You Gotta Speak the Language


A long time ago, my grandmother– born and raised in Albany, Georgia— went to Germany for my brother’s wedding. She’d never been outside the country before and was excited about the trip, and of course, her grandson’s wedding. While she was there though, she had a bit of a problem communicating– see, she didn’t speak German. Her solution to the problem was instinctive but not logical– just speak English loudly and slowly. Increase volume until there’s understanding. One person she encountered over there responded to her by speaking German loudly and slowly.

Her response: “He is so rude.”

Unfortunately, sometimes we in the open government and journalism community fall prey to this instinctive response when we’re not being heard. But as I’ve said before– the more we learn about how Government works, the more obvious it is that there’s a language gap between the outside and inside of government.

Take, for instance, the recent release of proposals, and the harsh criticism GSA got for redacting so much of them. It seems to me that if you’re committed to opening up government, throwing bombs about these redactions is a little short sighted. Just like my grandmother in Germany, yelling louder just makes it easier for the people who don’t understand you to dismiss you.

The “confused language/yell louder” approach by many is:

  1. Government releases a proposal thinking they’re doing something great
  2. Journalists and Open Government advocates yell about how awful it is that so much is redacted

The end result? Government says “well, that didn’t do any good” and they move on.

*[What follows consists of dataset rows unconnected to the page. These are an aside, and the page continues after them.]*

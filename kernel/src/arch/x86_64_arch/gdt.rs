//! GDT + TSS (inclui segmentos de usuário para ring3).
//!
//! Por quê isso importa?
//! - `iretq` para ring3 exige descritores de código/dados com DPL=3.
//! - Interrupções enquanto em ring3 exigem um RSP0 válido no TSS para trocar de stack.
//! - `syscall/sysret` usa seletores configurados no MSR IA32_STAR.

#![allow(dead_code)]

use core::cell::UnsafeCell;
use core::ptr::addr_of_mut;
use spin::Once;
use x86_64::instructions::segmentation::{Segment, CS, DS, ES, SS};
use x86_64::instructions::tables::load_tss;
use x86_64::structures::gdt::{Descriptor, GlobalDescriptorTable, SegmentSelector};
use x86_64::structures::tss::TaskStateSegment;
use x86_64::VirtAddr;

pub const DOUBLE_FAULT_IST_INDEX: u16 = 0;
pub const NMI_IST_INDEX: u16 = 1;

#[derive(Debug, Clone, Copy)]
pub struct Selectors {
    pub kernel_code: SegmentSelector,
    pub kernel_data: SegmentSelector,
    pub user_data: SegmentSelector,
    pub user_code: SegmentSelector,
    pub tss: SegmentSelector,
}

// Wrapper para permitir acesso seguro a statics mutáveis
#[repr(transparent)]
struct SyncUnsafeCell<T>(UnsafeCell<T>);
unsafe impl<T> Sync for SyncUnsafeCell<T> {}

impl<T> SyncUnsafeCell<T> {
    const fn new(value: T) -> Self {
        Self(UnsafeCell::new(value))
    }

    #[allow(clippy::mut_from_ref)]
    unsafe fn get_mut(&self) -> &mut T {
        &mut *self.0.get()
    }
}

// Statics para GDT/TSS - devem viver 'static
static TSS: SyncUnsafeCell<TaskStateSegment> = SyncUnsafeCell::new(TaskStateSegment::new());
static GDT: SyncUnsafeCell<GlobalDescriptorTable> = SyncUnsafeCell::new(GlobalDescriptorTable::new());
static SELECTORS: Once<Selectors> = Once::new();

// Stack IST dedicado para double fault (precisa ser static para lifetime)
static mut DF_STACK: [u8; 4096 * 5] = [0; 4096 * 5];
// Stack IST dedicado para NMI (precisa ser static para lifetime)
static mut NMI_STACK: [u8; 4096 * 5] = [0; 4096 * 5];

pub fn init() {
    unsafe {
        // Usa addr_of_mut! para evitar criar referência a static mut
        let df_stack_ptr = addr_of_mut!(DF_STACK);
        let df_stack_top = VirtAddr::from_ptr((df_stack_ptr as *const u8).add(4096 * 5));

        let nmi_stack_ptr = addr_of_mut!(NMI_STACK);
        let nmi_stack_top = VirtAddr::from_ptr((nmi_stack_ptr as *const u8).add(4096 * 5));

        let tss = TSS.get_mut();
        tss.interrupt_stack_table[DOUBLE_FAULT_IST_INDEX as usize] = df_stack_top;
        tss.interrupt_stack_table[NMI_IST_INDEX as usize] = nmi_stack_top;
        // RSP0 será configurado pelo scheduler conforme o processo em execução.
        tss.privilege_stack_table[0] = VirtAddr::new(0);

        let gdt = GDT.get_mut();
        let kernel_code = gdt.append(Descriptor::kernel_code_segment());
        let kernel_data = gdt.append(Descriptor::kernel_data_segment());
        let user_data = gdt.append(Descriptor::user_data_segment());
        let user_code = gdt.append(Descriptor::user_code_segment());
        let tss_sel = gdt.append(Descriptor::tss_segment(tss));

        let selectors = Selectors {
            kernel_code,
            kernel_data,
            user_data,
            user_code,
            tss: tss_sel,
        };

        gdt.load();

        CS::set_reg(selectors.kernel_code);
        DS::set_reg(selectors.kernel_data);
        ES::set_reg(selectors.kernel_data);
        SS::set_reg(selectors.kernel_data);
        load_tss(selectors.tss);

        SELECTORS.call_once(|| selectors);
    }
}

#[inline]
pub fn selectors() -> Selectors {
    *SELECTORS.get().expect("GDT não inicializada")
}

#[inline]
pub fn kernel_code_selector() -> SegmentSelector {
    selectors().kernel_code
}

#[inline]
pub fn kernel_data_selector() -> SegmentSelector {
    selectors().kernel_data
}

#[inline]
pub fn user_code_selector() -> SegmentSelector {
    selectors().user_code
}

#[inline]
pub fn user_data_selector() -> SegmentSelector {
    selectors().user_data
}

/// Atualiza o RSP0 no TSS (stack usada quando uma interrupção acontece em ring3).
pub fn set_kernel_stack_top(rsp0: u64) {
    unsafe {
        TSS.get_mut().privilege_stack_table[0] = VirtAddr::new(rsp0);
    }
}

If we really want change in this process, I think what we should be doing is:

  1. Praising the Government for doing what they did, and making it safe for Government to do it again.
  2. Using the precedent to make the releasing of even redacted proposals without FOIA the status quo.
  3. Then push government to redact less and less

After all, the releasing of those proposals is a big deal. We now have something to point to when the next thing comes around. We can now say: “Hey, you’ve done it before– let’s do it again here,” and make our case. And making efforts to learn the language of Government, and understand it from their position is going to get us a lot further in the long-term.